■ Exercise brief: Each line that contains the word "orderings" is to be copied from the records below.

■ Data listing:

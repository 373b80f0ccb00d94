//! Row-producing nodes: tables, selects, filters and joins.

use std::sync::Arc;

use serde::{Deserialize, Serialize};

use crate::ast::fields::{FieldSpec, NodeId};
use crate::ast::{FieldExpr, FieldNode, FieldSet, PredicateNode};
use crate::error::{require_identifier, TreeqlError, TreeqlResult};

/// Handle to an immutable row-producing node.
///
/// Cloning the handle is cheap and keeps the node's identity. Building a node
/// with the same shape twice yields two different identities, and the emitter
/// gives each its own alias.
#[derive(Debug, Clone)]
pub struct SourceNode(Arc<SourceInner>);

#[derive(Debug)]
struct SourceInner {
    id: NodeId,
    fields: Arc<FieldSet>,
    kind: SourceKind,
}

/// The concrete node behind a [`SourceNode`].
#[derive(Debug)]
pub enum SourceKind {
    Table(TableNode),
    Select(SelectNode),
    Where(WhereNode),
    Join(JoinNode),
}

/// A physical table and the raw columns read from it.
#[derive(Debug)]
pub struct TableNode {
    name: String,
    alias: String,
    physical: NodeId,
}

impl TableNode {
    pub fn name(&self) -> &str {
        &self.name
    }

    /// Record key for every column of this table.
    pub fn alias(&self) -> &str {
        &self.alias
    }

    /// Identity of the `[table] as [tN]` reference inside the derived table.
    pub fn physical_id(&self) -> NodeId {
        self.physical
    }
}

/// Projection over a source, with optional ordering and pagination.
#[derive(Debug, Clone)]
pub struct SelectNode {
    source: SourceNode,
    orderings: Vec<Ordering>,
    skip: usize,
    take: Option<usize>,
}

impl SelectNode {
    pub fn source(&self) -> &SourceNode {
        &self.source
    }

    /// Primary sort first.
    pub fn orderings(&self) -> &[Ordering] {
        &self.orderings
    }

    pub fn skip(&self) -> usize {
        self.skip
    }

    /// `None` means unbounded.
    pub fn take(&self) -> Option<usize> {
        self.take
    }

    pub fn is_paginated(&self) -> bool {
        self.skip > 0 || self.take.is_some()
    }
}

/// Filter over a source. Exposes the source's field set unchanged.
#[derive(Debug)]
pub struct WhereNode {
    source: SourceNode,
    predicate: PredicateNode,
}

impl WhereNode {
    pub fn source(&self) -> &SourceNode {
        &self.source
    }

    pub fn predicate(&self) -> &PredicateNode {
        &self.predicate
    }
}

#[derive(Debug)]
pub struct JoinNode {
    outer: SourceNode,
    inner: SourceNode,
    predicate: PredicateNode,
    kind: JoinKind,
}

impl JoinNode {
    pub fn outer(&self) -> &SourceNode {
        &self.outer
    }

    pub fn inner(&self) -> &SourceNode {
        &self.inner
    }

    pub fn predicate(&self) -> &PredicateNode {
        &self.predicate
    }

    pub fn kind(&self) -> JoinKind {
        self.kind
    }
}

#[derive(Debug, Clone, Copy, PartialEq, Eq, Serialize, Deserialize)]
pub enum JoinKind {
    Inner,
    Left,
    Right,
}

impl std::fmt::Display for JoinKind {
    fn fmt(&self, f: &mut std::fmt::Formatter<'_>) -> std::fmt::Result {
        match self {
            JoinKind::Inner => write!(f, "Inner"),
            JoinKind::Left => write!(f, "Left"),
            JoinKind::Right => write!(f, "Right"),
        }
    }
}

/// Which fields a join exposes.
#[derive(Debug, Clone)]
pub enum JoinProjection {
    /// Every outer field followed by every inner field.
    Both,
    Outer,
    Inner,
    /// An explicit list drawn from either side.
    Fields(Vec<FieldNode>),
}

#[derive(Debug, Clone, Copy, PartialEq, Eq, Serialize, Deserialize)]
pub enum Direction {
    Ascending,
    Descending,
}

/// One sort key of a select.
#[derive(Debug, Clone)]
pub struct Ordering {
    field: FieldNode,
    direction: Direction,
}

impl Ordering {
    pub fn field(&self) -> &FieldNode {
        &self.field
    }

    pub fn direction(&self) -> Direction {
        self.direction
    }
}

impl SourceNode {
    fn assemble(id: NodeId, fields: Arc<FieldSet>, kind: SourceKind) -> Self {
        SourceNode(Arc::new(SourceInner { id, fields, kind }))
    }

    /// A copy of this node under a fresh identity that keeps the field set,
    /// so field references taken from `self` stay valid.
    fn derive(&self, kind: SourceKind) -> Self {
        Self::assemble(NodeId::next(), Arc::clone(&self.0.fields), kind)
    }

    /// Scan of a physical table.
    ///
    /// `alias` is the record key rows from this table are grouped under; it
    /// never appears in the SQL text.
    pub fn table<I, S>(name: &str, alias: &str, columns: I) -> TreeqlResult<Self>
    where
        I: IntoIterator<Item = S>,
        S: Into<String>,
    {
        require_identifier(name, "table name")?;
        require_identifier(alias, "table alias")?;

        let mut specs = Vec::new();
        for column in columns {
            let column = column.into();
            require_identifier(&column, "column name")?;
            specs.push(FieldSpec {
                expr: FieldExpr::Column(column.clone()),
                name: column,
                origin: alias.to_string(),
            });
        }

        let id = NodeId::next();
        let fields = FieldSet::build(id, specs)?;
        let table = TableNode {
            name: name.to_string(),
            alias: alias.to_string(),
            physical: NodeId::next(),
        };
        Ok(Self::assemble(id, Arc::new(fields), SourceKind::Table(table)))
    }

    /// Project fields, aggregates or scalar sub-selects of this node.
    pub fn select<I, E>(&self, projection: I) -> TreeqlResult<Self>
    where
        I: IntoIterator<Item = E>,
        E: Into<FieldExpr>,
    {
        let specs = projection
            .into_iter()
            .map(|expr| self.projection_spec(expr.into()))
            .collect::<TreeqlResult<Vec<_>>>()?;

        let id = NodeId::next();
        let fields = FieldSet::build(id, specs)?;
        let select = SelectNode {
            source: self.clone(),
            orderings: Vec::new(),
            skip: 0,
            take: None,
        };
        Ok(Self::assemble(id, Arc::new(fields), SourceKind::Select(select)))
    }

    fn projection_spec(&self, expr: FieldExpr) -> TreeqlResult<FieldSpec> {
        let (name, origin) = match &expr {
            FieldExpr::Column(column) => {
                return Err(TreeqlError::validation(format!(
                    "raw column '{}' can only be declared by a table",
                    column
                )));
            }
            FieldExpr::Field(field) => {
                require_reachable(field, &[self])?;
                (field.name().to_string(), field.origin().to_string())
            }
            FieldExpr::Aggregate(aggregate) => {
                require_reachable(aggregate.field(), &[self])?;
                (aggregate.label(), aggregate.field().origin().to_string())
            }
            FieldExpr::Scalar(scalar) => {
                let field = scalar.field();
                (field.name().to_string(), field.origin().to_string())
            }
        };
        Ok(FieldSpec { expr, name, origin })
    }

    /// Keep the rows matching `predicate`.
    pub fn filter(&self, predicate: PredicateNode) -> TreeqlResult<Self> {
        for field in predicate.fields() {
            require_reachable(field, &[self])?;
        }

        let filter = WhereNode {
            source: self.clone(),
            predicate,
        };
        Ok(Self::assemble(
            NodeId::next(),
            Arc::clone(&self.0.fields),
            SourceKind::Where(filter),
        ))
    }

    /// Join `self` (outer) with `inner`. A missing predicate joins on `true`.
    pub fn join(
        &self,
        inner: &SourceNode,
        kind: JoinKind,
        predicate: Option<PredicateNode>,
        projection: JoinProjection,
    ) -> TreeqlResult<Self> {
        if self.id() == inner.id() {
            return Err(TreeqlError::validation(
                "both sides of a join are the same node, build the source twice for a self-join",
            ));
        }
        let sides = [self, inner];
        let predicate = predicate.unwrap_or(PredicateNode::Boolean(true));
        for field in predicate.fields() {
            require_reachable(field, &sides)?;
        }

        let projected = match projection {
            JoinProjection::Both => {
                let mut fields = self.all_fields()?;
                fields.extend(inner.all_fields()?);
                fields
            }
            JoinProjection::Outer => self.all_fields()?,
            JoinProjection::Inner => inner.all_fields()?,
            JoinProjection::Fields(fields) => {
                for field in &fields {
                    require_reachable(field, &sides)?;
                }
                fields
            }
        };

        let specs = projected
            .into_iter()
            .map(|field| FieldSpec {
                name: field.name().to_string(),
                origin: field.origin().to_string(),
                expr: FieldExpr::Field(field),
            })
            .collect();

        let id = NodeId::next();
        let fields = FieldSet::build(id, specs)?;
        let join = JoinNode {
            outer: self.clone(),
            inner: inner.clone(),
            predicate,
            kind,
        };
        Ok(Self::assemble(id, Arc::new(fields), SourceKind::Join(join)))
    }

    /// Sort a select. Rejected when the select is already ordered.
    pub fn order_by(&self, field: &FieldNode, direction: Direction) -> TreeqlResult<Self> {
        let select = self.require_select("order_by")?;
        if !select.orderings.is_empty() {
            return Err(TreeqlError::validation(
                "order_by on an already ordered select, use then_by",
            ));
        }
        self.with_ordering(select, field, direction)
    }

    /// Add a secondary sort key. Rejected when the select is not ordered yet.
    pub fn then_by(&self, field: &FieldNode, direction: Direction) -> TreeqlResult<Self> {
        let select = self.require_select("then_by")?;
        if select.orderings.is_empty() {
            return Err(TreeqlError::validation(
                "then_by on an unordered select, use order_by first",
            ));
        }
        self.with_ordering(select, field, direction)
    }

    fn with_ordering(
        &self,
        select: &SelectNode,
        field: &FieldNode,
        direction: Direction,
    ) -> TreeqlResult<Self> {
        if !self.fields().contains(field.id()) {
            require_reachable(field, &[&select.source])?;
        }
        let mut next = select.clone();
        next.orderings.push(Ordering {
            field: field.clone(),
            direction,
        });
        Ok(self.derive(SourceKind::Select(next)))
    }

    /// Drop the first `count` rows of a select.
    pub fn skip(&self, count: usize) -> TreeqlResult<Self> {
        let select = self.require_select("skip")?;
        let mut next = select.clone();
        next.skip = select.skip.saturating_add(count);
        next.take = select.take.map(|take| take.saturating_sub(count));
        Ok(self.derive(SourceKind::Select(next)))
    }

    /// Keep at most `count` rows of a select.
    pub fn take(&self, count: usize) -> TreeqlResult<Self> {
        let select = self.require_select("take")?;
        let mut next = select.clone();
        next.take = Some(select.take.map_or(count, |take| take.min(count)));
        Ok(self.derive(SourceKind::Select(next)))
    }

    fn require_select(&self, operation: &str) -> TreeqlResult<&SelectNode> {
        self.as_select().ok_or_else(|| {
            TreeqlError::validation(format!(
                "{} requires a select node, got a {} node",
                operation,
                self.kind_name()
            ))
        })
    }

    fn all_fields(&self) -> TreeqlResult<Vec<FieldNode>> {
        (0..self.fields().len()).map(|i| self.field(i)).collect()
    }

    pub fn id(&self) -> NodeId {
        self.0.id
    }

    pub fn fields(&self) -> &FieldSet {
        &self.0.fields
    }

    pub fn kind(&self) -> &SourceKind {
        &self.0.kind
    }

    pub fn kind_name(&self) -> &'static str {
        match self.kind() {
            SourceKind::Table(_) => "table",
            SourceKind::Select(_) => "select",
            SourceKind::Where(_) => "where",
            SourceKind::Join(_) => "join",
        }
    }

    /// Immediate row-producing children.
    pub fn children(&self) -> Vec<&SourceNode> {
        match self.kind() {
            SourceKind::Table(_) => Vec::new(),
            SourceKind::Select(select) => vec![&select.source],
            SourceKind::Where(filter) => vec![&filter.source],
            SourceKind::Join(join) => vec![&join.outer, &join.inner],
        }
    }

    /// Reference the field at `ordinal`.
    pub fn field(&self, ordinal: usize) -> TreeqlResult<FieldNode> {
        FieldNode::new(self.clone(), ordinal)
    }

    /// Reference the first field with the given materialized name.
    pub fn field_named(&self, name: &str) -> TreeqlResult<FieldNode> {
        let descriptor = self.fields().find_named(name).ok_or_else(|| {
            TreeqlError::validation(format!(
                "{} node has no field named '{}'",
                self.kind_name(),
                name
            ))
        })?;
        self.field(descriptor.ordinal())
    }

    pub fn as_table(&self) -> Option<&TableNode> {
        match self.kind() {
            SourceKind::Table(table) => Some(table),
            _ => None,
        }
    }

    pub fn as_select(&self) -> Option<&SelectNode> {
        match self.kind() {
            SourceKind::Select(select) => Some(select),
            _ => None,
        }
    }

    pub fn as_where(&self) -> Option<&WhereNode> {
        match self.kind() {
            SourceKind::Where(filter) => Some(filter),
            _ => None,
        }
    }

    pub fn as_join(&self) -> Option<&JoinNode> {
        match self.kind() {
            SourceKind::Join(join) => Some(join),
            _ => None,
        }
    }
}

impl PartialEq for SourceNode {
    fn eq(&self, other: &Self) -> bool {
        self.id() == other.id()
    }
}

impl Eq for SourceNode {}

fn require_reachable(field: &FieldNode, children: &[&SourceNode]) -> TreeqlResult<()> {
    if children.iter().any(|child| child.fields().contains(field.id())) {
        return Ok(());
    }
    Err(TreeqlError::validation(format!(
        "field '{}' ({}) is not exposed by any input of this node",
        field.name(),
        field.alias()
    )))
}
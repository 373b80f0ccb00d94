//! # treeql
//!
//! > **Build the tree. Bind the values.**
//!
//! treeql compiles composable, immutable query trees into parameterized SQL
//! and materializes the result rows as records keyed by table alias.
//!
//! ## Quick Example
//!
//! ```rust,ignore
//! use treeql::prelude::*;
//!
//! let users = SourceNode::table("Users", "Users", ["Id", "Name", "Age"])?;
//! let adults = users
//!     .filter(PredicateNode::gte(users.field(2)?, 18))?
//!     .select([users.field(1)?])?
//!     .take(10)?;
//!
//! let compiled = adults.to_sql_with_dialect(Dialect::Sqlite)?;
//! // select [t2].[f1] as [f0] from (select * from (...) as [t1] where ([t1].[f2] >= ?1)) as [t2] limit 10 offset 0
//!
//! let records = QueryExecutor::new(Dialect::Sqlite).query(&mut conn, &adults).await?;
//! ```
//!
//! ## Building blocks
//!
//! | Node    | Renders as                                   |
//! |---------|----------------------------------------------|
//! | `table` | `select [t0].[col] as [f0] from [T] as [t0]` |
//! | `select`| projection, `order by`, pagination           |
//! | `filter`| `select * from (...) where (...)`            |
//! | `join`  | `(...) join (...) on (...)`                  |
//!
//! Literal values never appear in the SQL text; each one becomes a
//! placeholder, and equal values share one.

pub mod ast;
pub mod config;
pub mod engine;
pub mod error;
pub mod fmt;
pub mod record;
pub mod transpiler;

pub mod prelude {
    pub use crate::ast::*;
    pub use crate::config::Settings;
    pub use crate::engine::{Database, QueryExecutor};
    pub use crate::error::*;
    pub use crate::fmt::Explainer;
    pub use crate::record::{Record, RecordItem};
    pub use crate::transpiler::{CompiledQuery, Dialect, ToSql};
}

/// Render a query tree as an indented, human-readable plan.
///
/// # Example
///
/// ```
/// use treeql::ast::SourceNode;
///
/// let users = SourceNode::table("Users", "Users", ["Id", "Name"]).unwrap();
/// assert_eq!(treeql::explain(&users), "table Users as Users [Id, Name]\n");
/// ```
pub fn explain(root: &ast::SourceNode) -> String {
    fmt::Explainer::new().format(root).unwrap_or_default()
}
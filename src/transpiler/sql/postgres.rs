use crate::transpiler::traits::SqlGenerator;

/// PostgreSQL generator.
pub struct PostgresGenerator;

impl SqlGenerator for PostgresGenerator {
    fn quote_identifier(&self, name: &str) -> String {
        format!("\"{}\"", name.replace('"', "\"\""))
    }

    fn placeholder(&self, index: usize) -> String {
        format!("${}", index + 1)
    }
}
//! Human-readable query plans.
//!
//! The explainer walks the same trees as the SQL emitter but prints one line
//! per source node with its clauses underneath, inputs indented below their
//! consumer. Literal values are printed inline; the output is never executed.

use std::fmt::{Result, Write};

use crate::ast::{
    AggregateNode, CompositeOp, Direction, Expr, FieldExpr, FieldNode, JoinKind, LiteralNode,
    PredicateNode, SourceKind, SourceNode, ValueNode,
};

pub struct Explainer {
    indent_level: usize,
    buffer: String,
}

impl Default for Explainer {
    fn default() -> Self {
        Self::new()
    }
}

impl Explainer {
    pub fn new() -> Self {
        Self {
            indent_level: 0,
            buffer: String::new(),
        }
    }

    pub fn format(mut self, root: &SourceNode) -> std::result::Result<String, std::fmt::Error> {
        self.visit_source(root)?;
        Ok(self.buffer)
    }

    fn indent(&mut self) -> Result {
        for _ in 0..self.indent_level {
            write!(self.buffer, "  ")?;
        }
        Ok(())
    }

    fn line(&mut self, text: &str) -> Result {
        self.indent()?;
        writeln!(self.buffer, "{}", text)
    }

    fn visit_source(&mut self, source: &SourceNode) -> Result {
        match source.kind() {
            SourceKind::Table(table) => {
                let columns: Vec<&str> = source.fields().iter().map(|f| f.name()).collect();
                self.line(&format!(
                    "table {} as {} [{}]",
                    table.name(),
                    table.alias(),
                    columns.join(", ")
                ))
            }
            SourceKind::Select(select) => {
                let fields = source
                    .fields()
                    .iter()
                    .map(|descriptor| field_expr(descriptor.expr()))
                    .collect::<Vec<_>>();
                self.line(&format!("select {}", fields.join(", ")))?;

                self.indent_level += 1;
                if !select.orderings().is_empty() {
                    let keys = select
                        .orderings()
                        .iter()
                        .map(|ordering| {
                            let direction = match ordering.direction() {
                                Direction::Ascending => "asc",
                                Direction::Descending => "desc",
                            };
                            format!("{} {}", field(ordering.field()), direction)
                        })
                        .collect::<Vec<_>>();
                    self.line(&format!("order by {}", keys.join(", ")))?;
                }
                if select.skip() > 0 {
                    self.line(&format!("skip {}", select.skip()))?;
                }
                if let Some(take) = select.take() {
                    self.line(&format!("take {}", take))?;
                }
                self.visit_source(select.source())?;
                self.indent_level -= 1;
                Ok(())
            }
            SourceKind::Where(filter) => {
                self.line(&format!("where {}", predicate(filter.predicate())))?;
                self.indent_level += 1;
                self.visit_source(filter.source())?;
                self.indent_level -= 1;
                Ok(())
            }
            SourceKind::Join(join) => {
                let kind = match join.kind() {
                    JoinKind::Inner => "join",
                    JoinKind::Left => "left join",
                    JoinKind::Right => "right join",
                };
                let fields = source
                    .fields()
                    .iter()
                    .map(|descriptor| field_expr(descriptor.expr()))
                    .collect::<Vec<_>>();
                self.line(&format!("{} [{}]", kind, fields.join(", ")))?;

                self.indent_level += 1;
                self.line(&format!("on {}", predicate(join.predicate())))?;
                self.visit_source(join.outer())?;
                self.visit_source(join.inner())?;
                self.indent_level -= 1;
                Ok(())
            }
        }
    }
}

fn field(field: &FieldNode) -> String {
    format!("{}.{}", field.origin(), field.name())
}

fn aggregate(node: &AggregateNode) -> String {
    format!("{}({})", node.function().label(), field(node.field()))
}

fn field_expr(expr: &FieldExpr) -> String {
    match expr {
        FieldExpr::Column(column) => column.clone(),
        FieldExpr::Field(f) => field(f),
        FieldExpr::Aggregate(node) => aggregate(node),
        FieldExpr::Scalar(scalar) => format!("scalar({})", field(scalar.field())),
    }
}

fn predicate(node: &PredicateNode) -> String {
    match node {
        PredicateNode::Boolean(value) => value.to_string(),
        PredicateNode::Composite(composite) => {
            let op = match composite.op() {
                CompositeOp::And => "and",
                CompositeOp::Or => "or",
                CompositeOp::Eq => "=",
                CompositeOp::Neq => "<>",
                CompositeOp::Lt => "<",
                CompositeOp::Lte => "<=",
                CompositeOp::Gt => ">",
                CompositeOp::Gte => ">=",
            };
            format!("({} {} {})", expr(composite.left()), op, expr(composite.right()))
        }
        PredicateNode::Contains(contains) => {
            format!("{} in {}", expr(contains.value()), expr(contains.set()))
        }
    }
}

fn expr(expr: &Expr) -> String {
    match expr {
        Expr::Predicate(node) => predicate(node),
        Expr::Value(ValueNode::Null) => "null".to_string(),
        Expr::Value(ValueNode::Literal(LiteralNode::Scalar(value))) => value.to_string(),
        Expr::Value(ValueNode::Literal(LiteralNode::Array(values))) => {
            let values: Vec<String> = values.iter().map(|v| v.to_string()).collect();
            format!("({})", values.join(", "))
        }
        Expr::Field(f) => field(f),
        Expr::Aggregate(node) => aggregate(node),
        Expr::Scalar(scalar) => format!("scalar({})", field(scalar.field())),
    }
}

■ Answer to the exercise:
    orderings: Vec<Ordering>,
    pub fn orderings(&self) -> &[Ordering] {
        &self.orderings
            orderings: Vec::new(),
        if !select.orderings.is_empty() {
        if select.orderings.is_empty() {
        next.orderings.push(Ordering {
                if !select.orderings().is_empty() {
                        .orderings()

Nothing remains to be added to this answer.